AVAILABLE DATA —

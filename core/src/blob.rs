use anyhow::Result;
use async_trait::async_trait;
use chrono::{DateTime, Utc};
use serde::{Deserialize, Serialize};

/// Address of an object inside external storage.
#[derive(Debug, Clone, Serialize, Deserialize, PartialEq, Eq)]
pub struct BlobDescriptor {
    pub bucket: String,
    pub key: String,
}

impl BlobDescriptor {
    pub fn new(bucket: impl Into<String>, key: impl Into<String>) -> Self {
        Self {
            bucket: bucket.into(),
            key: key.into(),
        }
    }
}

#[derive(Debug, Clone, Default, Serialize, Deserialize, PartialEq, Eq)]
pub struct BlobMetadata {
    pub content_type: Option<String>,
    pub content_length: Option<u64>,
    pub last_modified: Option<DateTime<Utc>>,
}

/// Where a stored object can be fetched from.
#[derive(Debug, Clone, Serialize, Deserialize, PartialEq, Eq)]
pub struct BlobLocation {
    pub uri: String,
}

impl BlobLocation {
    pub fn new(uri: impl Into<String>) -> Self {
        Self { uri: uri.into() }
    }
}

/// Lightweight listing record used for raw object enumeration.
#[derive(Debug, Clone, Serialize, Deserialize, PartialEq, Eq)]
#[serde(rename_all = "camelCase")]
pub struct ListedBlobRecord {
    pub name: String,
    pub mime: Option<String>,
    pub size: i64,
    pub created_at: Option<i64>,
}

#[async_trait]
pub trait BlobStorage: Send + Sync {
    async fn put(
        &self,
        descriptor: &BlobDescriptor,
        content: &[u8],
        metadata: BlobMetadata,
    ) -> Result<BlobLocation>;

    async fn delete(&self, descriptor: &BlobDescriptor) -> Result<()>;

    /// Lists objects in `bucket` whose key starts with `prefix/`.
    async fn list(&self, bucket: &str, prefix: &str) -> Result<Vec<ListedBlobRecord>>;
}

#[cfg(test)]
mod tests {
    use super::*;

    #[test]
    fn descriptor_keeps_bucket_and_key() {
        let descriptor = BlobDescriptor::new("cooperative", "ws-1/report.pdf");
        assert_eq!(descriptor.bucket, "cooperative");
        assert_eq!(descriptor.key, "ws-1/report.pdf");
    }
}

TASK — Write out every record verbatim.

SOLUTION TO THIS TASK —
filename core/src/blob.rs
use anyhow::Result;
use async_trait::async_trait;
use chrono::{DateTime, Utc};
use serde::{Deserialize, Serialize};

/// Address of an object inside external storage.
#[derive(Debug, Clone, Serialize, Deserialize, PartialEq, Eq)]
pub struct BlobDescriptor {
    pub bucket: String,
    pub key: String,
}

impl BlobDescriptor {
    pub fn new(bucket: impl Into<String>, key: impl Into<String>) -> Self {
        Self {
            bucket: bucket.into(),
            key: key.into(),
        }
    }
}

#[derive(Debug, Clone, Default, Serialize, Deserialize, PartialEq, Eq)]
pub struct BlobMetadata {
    pub content_type: Option<String>,
    pub content_length: Option<u64>,
    pub last_modified: Option<DateTime<Utc>>,
}

/// Where a stored object can be fetched from.
#[derive(Debug, Clone, Serialize, Deserialize, PartialEq, Eq)]
pub struct BlobLocation {
    pub uri: String,
}

impl BlobLocation {
    pub fn new(uri: impl Into<String>) -> Self {
        Self { uri: uri.into() }
    }
}

/// Lightweight listing record used for raw object enumeration.
#[derive(Debug, Clone, Serialize, Deserialize, PartialEq, Eq)]
#[serde(rename_all = "camelCase")]
pub struct ListedBlobRecord {
    pub name: String,
    pub mime: Option<String>,
    pub size: i64,
    pub created_at: Option<i64>,
}

#[async_trait]
pub trait BlobStorage: Send + Sync {
    async fn put(
        &self,
        descriptor: &BlobDescriptor,
        content: &[u8],
        metadata: BlobMetadata,
    ) -> Result<BlobLocation>;

    async fn delete(&self, descriptor: &BlobDescriptor) -> Result<()>;

    /// Lists objects in `bucket` whose key starts with `prefix/`.
    async fn list(&self, bucket: &str, prefix: &str) -> Result<Vec<ListedBlobRecord>>;
}

#[cfg(test)]
mod tests {
    use super::*;

    #[test]
    fn descriptor_keeps_bucket_and_key() {
        let descriptor = BlobDescriptor::new("cooperative", "ws-1/report.pdf");
        assert_eq!(descriptor.bucket, "cooperative");
        assert_eq!(descriptor.key, "ws-1/report.pdf");
    }
}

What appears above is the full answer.